**** EXCERPTED DATA ****

//! Priority-bucketed schedule queues.
//!
//! Every queue serves the highest non-empty priority level first. Within a
//! level, [`PriorityQueue`] is FIFO, [`TimeSortedQueue`] orders by creation
//! timestamp and [`AggregatedQueue`] coalesces same-shape instances into
//! batches.

mod aggregated;
mod priority;
mod time_sorted;

use std::fmt;
use std::str::FromStr;

use serde::{Deserialize, Serialize};

pub use aggregated::{aggregation_key, AggregatedQueue};
pub use priority::PriorityQueue;
pub use time_sorted::TimeSortedQueue;

use crate::error::{QueueError, QueueResult};
use crate::item::QueueItem;

/// Queue contract shared by the scheduler's running and pending queues.
///
/// Mutation is serialized by the owner; the scheduler actor holds both
/// queues exclusively.
pub trait ScheduleQueue: Send {
    /// Validate and append `item` to its priority level.
    fn enqueue(&mut self, item: QueueItem) -> QueueResult<()>;

    /// Head of the highest non-empty priority level.
    fn front(&mut self) -> Option<QueueItem>;

    /// Remove the head returned by [`front`](Self::front).
    fn dequeue(&mut self) -> QueueResult<()>;

    /// Exchange the whole contents with `other`.
    fn swap(&mut self, other: &mut Self)
    where
        Self: Sized;

    /// Move everything from `other` into this queue, leaving `other` empty.
    fn extend(&mut self, other: &mut Self)
    where
        Self: Sized;

    fn is_empty(&self) -> bool;

    fn size(&self) -> usize;

    fn max_priority(&self) -> u16;
}

/// Reject items that no queue may hold.
pub(crate) fn check_item_valid(item: &QueueItem, max_priority: u16) -> QueueResult<()> {
    if item.request_id().is_empty() {
        return Err(QueueError::MissingRequestId);
    }
    if item.priority() > max_priority {
        return Err(QueueError::PriorityTooHigh);
    }
    Ok(())
}

/// How instances of equal shape are coalesced.
#[derive(Debug, Clone, Copy, Default, PartialEq, Eq, Serialize, Deserialize)]
#[serde(rename_all = "snake_case")]
pub enum AggregationStrategy {
    /// Every instance is scheduled on its own.
    #[default]
    NoAggregate,
    /// Consecutive instances of one shape share a batch.
    Strictly,
    /// Instances of one shape share a batch wherever they arrive.
    Relaxed,
}

impl FromStr for AggregationStrategy {
    type Err = String;

    fn from_str(s: &str) -> Result<Self, Self::Err> {
        match s.trim().to_ascii_lowercase().as_str() {
            "no_aggregate" | "none" => Ok(AggregationStrategy::NoAggregate),
            "strictly" | "strict" => Ok(AggregationStrategy::Strictly),
            "relaxed" => Ok(AggregationStrategy::Relaxed),
            other => Err(format!(
                "unknown aggregation strategy '{other}', expected no_aggregate, strictly or relaxed"
            )),
        }
    }
}

impl fmt::Display for AggregationStrategy {
    fn fmt(&self, f: &mut fmt::Formatter<'_>) -> fmt::Result {
        let name = match self {
            AggregationStrategy::NoAggregate => "no_aggregate",
            AggregationStrategy::Strictly => "strictly",
            AggregationStrategy::Relaxed => "relaxed",
        };
        f.write_str(name)
    }
}

#[cfg(test)]
mod tests {
    use super::*;
    use rstest::rstest;

    #[rstest]
    #[case("no_aggregate", AggregationStrategy::NoAggregate)]
    #[case("STRICTLY", AggregationStrategy::Strictly)]
    #[case(" relaxed ", AggregationStrategy::Relaxed)]
    fn test_parse_strategy(#[case] raw: &str, #[case] expected: AggregationStrategy) {
        assert_eq!(raw.parse::<AggregationStrategy>().unwrap(), expected);
    }

    #[test]
    fn test_unknown_strategy() {
        let err = "greedy".parse::<AggregationStrategy>().unwrap_err();
        assert!(err.contains("greedy"));
    }
}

****

### WORK REQUIRED
All that should appear in the response is the run of lines from the first line of the entries through the line containing "impl FromStr for", copied exactly.

### EXERCISE RESULT
//! Priority-bucketed schedule queues.
//!
//! Every queue serves the highest non-empty priority level first. Within a
//! level, [`PriorityQueue`] is FIFO, [`TimeSortedQueue`] orders by creation
//! timestamp and [`AggregatedQueue`] coalesces same-shape instances into
//! batches.

mod aggregated;
mod priority;
mod time_sorted;

use std::fmt;
use std::str::FromStr;

use serde::{Deserialize, Serialize};

pub use aggregated::{aggregation_key, AggregatedQueue};
pub use priority::PriorityQueue;
pub use time_sorted::TimeSortedQueue;

use crate::error::{QueueError, QueueResult};
use crate::item::QueueItem;

/// Queue contract shared by the scheduler's running and pending queues.
///
/// Mutation is serialized by the owner; the scheduler actor holds both
/// queues exclusively.
pub trait ScheduleQueue: Send {
    /// Validate and append `item` to its priority level.
    fn enqueue(&mut self, item: QueueItem) -> QueueResult<()>;

    /// Head of the highest non-empty priority level.
    fn front(&mut self) -> Option<QueueItem>;

    /// Remove the head returned by [`front`](Self::front).
    fn dequeue(&mut self) -> QueueResult<()>;

    /// Exchange the whole contents with `other`.
    fn swap(&mut self, other: &mut Self)
    where
        Self: Sized;

    /// Move everything from `other` into this queue, leaving `other` empty.
    fn extend(&mut self, other: &mut Self)
    where
        Self: Sized;

    fn is_empty(&self) -> bool;

    fn size(&self) -> usize;

    fn max_priority(&self) -> u16;
}

/// Reject items that no queue may hold.
pub(crate) fn check_item_valid(item: &QueueItem, max_priority: u16) -> QueueResult<()> {
    if item.request_id().is_empty() {
        return Err(QueueError::MissingRequestId);
    }
    if item.priority() > max_priority {
        return Err(QueueError::PriorityTooHigh);
    }
    Ok(())
}

/// How instances of equal shape are coalesced.
#[derive(Debug, Clone, Copy, Default, PartialEq, Eq, Serialize, Deserialize)]
#[serde(rename_all = "snake_case")]
pub enum AggregationStrategy {
    /// Every instance is scheduled on its own.
    #[default]
    NoAggregate,
    /// Consecutive instances of one shape share a batch.
    Strictly,
    /// Instances of one shape share a batch wherever they arrive.
    Relaxed,
}

impl FromStr for AggregationStrategy {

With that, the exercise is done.